Sidbi will continue to motivate banks and institutions to lend more to micro and medium enterprises, CMD RM Malla tells Sangita Mehta
HAVING spent a large part of his career with developmental financial institutions like IDBI and IFCI, RM Malla has recently taken charge of Small Industries Development Bank of India (Sidbi) as CMD. Mr Malla speaks about his future plans for the institution.
Given that private banks and foreign banks are aggressive on building the micro, small and medium enterprise (MSME) portfolio, how does Sidbi plan to position itself to meet competition?
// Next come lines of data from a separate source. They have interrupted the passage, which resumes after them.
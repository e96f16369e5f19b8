use std::path::PathBuf;

use obra_events::VapidConfig;

use crate::auth::jwt::JwtConfig;

/// Server configuration loaded from environment variables.
///
/// All fields except the secrets have defaults suitable for local
/// development. In production, override via environment variables.
#[derive(Debug, Clone)]
pub struct ServerConfig {
    /// Bind address (default: `0.0.0.0`).
    pub host: String,
    /// Bind port (default: `3000`).
    pub port: u16,
    /// Allowed CORS origins, parsed from comma-separated `CORS_ORIGINS` env var.
    pub cors_origins: Vec<String>,
    /// HTTP request timeout in seconds (default: `30`).
    pub request_timeout_secs: u64,
    /// Directory holding the local cache files (default: `.cache/obra`).
    pub cache_dir: PathBuf,
    /// Lifetime of the cached gallery feed in minutes (default: `30`).
    pub projects_cache_ttl_mins: u64,
    /// Seconds between pending-quote reminders (default: `86400`).
    pub reminder_interval_secs: u64,
    /// Access token verification settings.
    pub jwt: JwtConfig,
    /// Web Push key pair.
    pub vapid: VapidConfig,
}

impl ServerConfig {
    /// Load configuration from environment variables with defaults.
    ///
    /// | Env Var                   | Default                 |
    /// |---------------------------|-------------------------|
    /// | `HOST`                    | `0.0.0.0`               |
    /// | `PORT`                    | `3000`                  |
    /// | `CORS_ORIGINS`            | `http://localhost:5173` |
    /// | `REQUEST_TIMEOUT_SECS`    | `30`                    |
    /// | `CACHE_DIR`               | `.cache/obra`           |
    /// | `PROJECTS_CACHE_TTL_MINS` | `30`                    |
    /// | `REMINDER_INTERVAL_SECS`  | `86400`                 |
    ///
    /// # Panics
    ///
    /// Panics on unparseable values, or if `JWT_SECRET`, `VAPID_PUBLIC_KEY`
    /// or `VAPID_PRIVATE_KEY` is missing.
    pub fn from_env() -> Self {
        let host = std::env::var("HOST").unwrap_or_else(|_| "0.0.0.0".into());

        let port: u16 = std::env::var("PORT")
            .unwrap_or_else(|_| "3000".into())
            .parse()
            .expect("PORT must be a valid u16");

        let cors_origins: Vec<String> = std::env::var("CORS_ORIGINS")
            .unwrap_or_else(|_| "http://localhost:5173".into())
            .split(',')
            .map(|s| s.trim().to_string())
            .filter(|s| !s.is_empty())
            .collect();

        let request_timeout_secs: u64 = std::env::var("REQUEST_TIMEOUT_SECS")
            .unwrap_or_else(|_| "30".into())
            .parse()
            .expect("REQUEST_TIMEOUT_SECS must be a valid u64");

        let cache_dir = std::env::var("CACHE_DIR")
            .map(PathBuf::from)
            .unwrap_or_else(|_| PathBuf::from(".cache/obra"));

        let projects_cache_ttl_mins: u64 = std::env::var("PROJECTS_CACHE_TTL_MINS")
            .unwrap_or_else(|_| "30".into())
            .parse()
            .expect("PROJECTS_CACHE_TTL_MINS must be a valid u64");

        let reminder_interval_secs: u64 = std::env::var("REMINDER_INTERVAL_SECS")
            .unwrap_or_else(|_| "86400".into())
            .parse()
            .expect("REMINDER_INTERVAL_SECS must be a valid u64");
        assert!(reminder_interval_secs > 0, "REMINDER_INTERVAL_SECS must be positive");

        let jwt = JwtConfig::from_env();

        let vapid = VapidConfig::from_env()
            .expect("VAPID_PUBLIC_KEY and VAPID_PRIVATE_KEY must be set in the environment");

        Self {
            host,
            port,
            cors_origins,
            request_timeout_secs,
            cache_dir,
            projects_cache_ttl_mins,
            reminder_interval_secs,
            jwt,
            vapid,
        }
    }
}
One of the major roles of Sidbi is to motivate banks and others to lend more to SMEs by providing them refinance which contributes above 50% of our total sanctions. We have also taken strategic steps to build the MSME portfolio to showcase that lending to this sector can be done profitably. For speedy delivery of credit with relatively smaller loans, we have leveraged technology and system for faster appraisal methodology by implementing credit appraisal and rating tool developed in-house for loans up to Rs 50 lakh. Cluster-focused business development strategies are being adopted by Sidbi to meet the credit requirements of specific MSME clusters. It helps in mitigating credit risk and gives lender an opportunity to cut transaction cost. Opportunity to finance industrial infrastructure projects in areas of textiles, food processing, etc are being identified. Given limited branch network arrangements like sourcing, referral, cobranding has been made with NBFCs or banks.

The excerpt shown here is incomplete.